• [EXTRACTED RECORDS]
//! Flash storage abstractions
//!
//! Persistent key-value storage for the few blobs that must survive a
//! reset: the detector's assigned identifier and the terminal's
//! configuration.

/// Storage keys for persisted data
#[derive(Debug, Clone, Copy, PartialEq, Eq)]
#[cfg_attr(feature = "defmt", derive(defmt::Format))]
#[repr(u8)]
pub enum StorageKey {
    /// Terminal configuration (binary postcard format)
    TerminalConfig = 0,
    /// Terminal configuration as TOML text
    TerminalConfigToml = 1,
    /// Detector identifier assigned by SETID (at most 8 bytes)
    DetectorId = 2,
}

impl StorageKey {
    /// Get the key as a byte value
    pub fn as_u8(self) -> u8 {
        self as u8
    }

    /// Create a key from a byte value
    pub fn from_u8(value: u8) -> Option<Self> {
        match value {
            0 => Some(StorageKey::TerminalConfig),
            1 => Some(StorageKey::TerminalConfigToml),
            2 => Some(StorageKey::DetectorId),
            _ => None,
        }
    }
}

/// Errors from flash storage operations
#[derive(Debug, Clone, Copy, PartialEq, Eq)]
#[cfg_attr(feature = "defmt", derive(defmt::Format))]
pub enum FlashError {
    /// Flash operation failed
    Flash,
    /// Storage operation failed
    Storage,
    /// Key not found
    NotFound,
    /// Buffer too small for the data
    BufferTooSmall,
    /// Data corrupted or invalid
    Corrupted,
    /// Storage is full
    Full,
}

/// Flash storage trait
///
/// Implementations are expected to provide wear levelling and an atomic
/// replace of a key's value: after a failed write the previous value must
/// still be readable.
pub trait FlashStorage {
    /// Read a value by key into the provided buffer
    ///
    /// Returns the number of bytes read.
    fn read(
        &mut self,
        key: StorageKey,
        buffer: &mut [u8],
    ) -> impl core::future::Future<Output = Result<usize, FlashError>>;

    /// Write a value by key, replacing any previous value
    fn write(
        &mut self,
        key: StorageKey,
        data: &[u8],
    ) -> impl core::future::Future<Output = Result<(), FlashError>>;

    /// Check if a key exists in storage
    fn exists(&mut self, key: StorageKey) -> impl core::future::Future<Output = bool>;

    /// Erase all stored data
    fn erase_all(&mut self) -> impl core::future::Future<Output = Result<(), FlashError>>;
}

// Implement the sequential-storage Key trait when the feature is enabled
#[cfg(feature = "sequential-storage")]
impl sequential_storage::map::Key for StorageKey {
    fn serialize_into(
        &self,
        buffer: &mut [u8],
    ) -> Result<usize, sequential_storage::map::SerializationError> {
        if buffer.is_empty() {
            return Err(sequential_storage::map::SerializationError::BufferTooSmall);
        }
        buffer[0] = self.as_u8();
        Ok(1)
    }

    fn deserialize_from(
        buffer: &[u8],
    ) -> Result<(Self, usize), sequential_storage::map::SerializationError> {
        if buffer.is_empty() {
            return Err(sequential_storage::map::SerializationError::BufferTooSmall);
        }
        match StorageKey::from_u8(buffer[0]) {
            Some(key) => Ok((key, 1)),
            None => Err(sequential_storage::map::SerializationError::InvalidFormat),
        }
    }
}

#[cfg(test)]
mod tests {
    use super::*;

    #[test]
    fn test_storage_key_byte_mapping() {
        for key in [
            StorageKey::TerminalConfig,
            StorageKey::TerminalConfigToml,
            StorageKey::DetectorId,
        ] {
            assert_eq!(StorageKey::from_u8(key.as_u8()), Some(key));
        }
        assert_eq!(StorageKey::from_u8(3), None);
    }
}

• [WHAT YOU NEED TO DO] Extract every line above that contains the word "must".

• [TASK RESPONSE]
//! Persistent key-value storage for the few blobs that must survive a
/// replace of a key's value: after a failed write the previous value must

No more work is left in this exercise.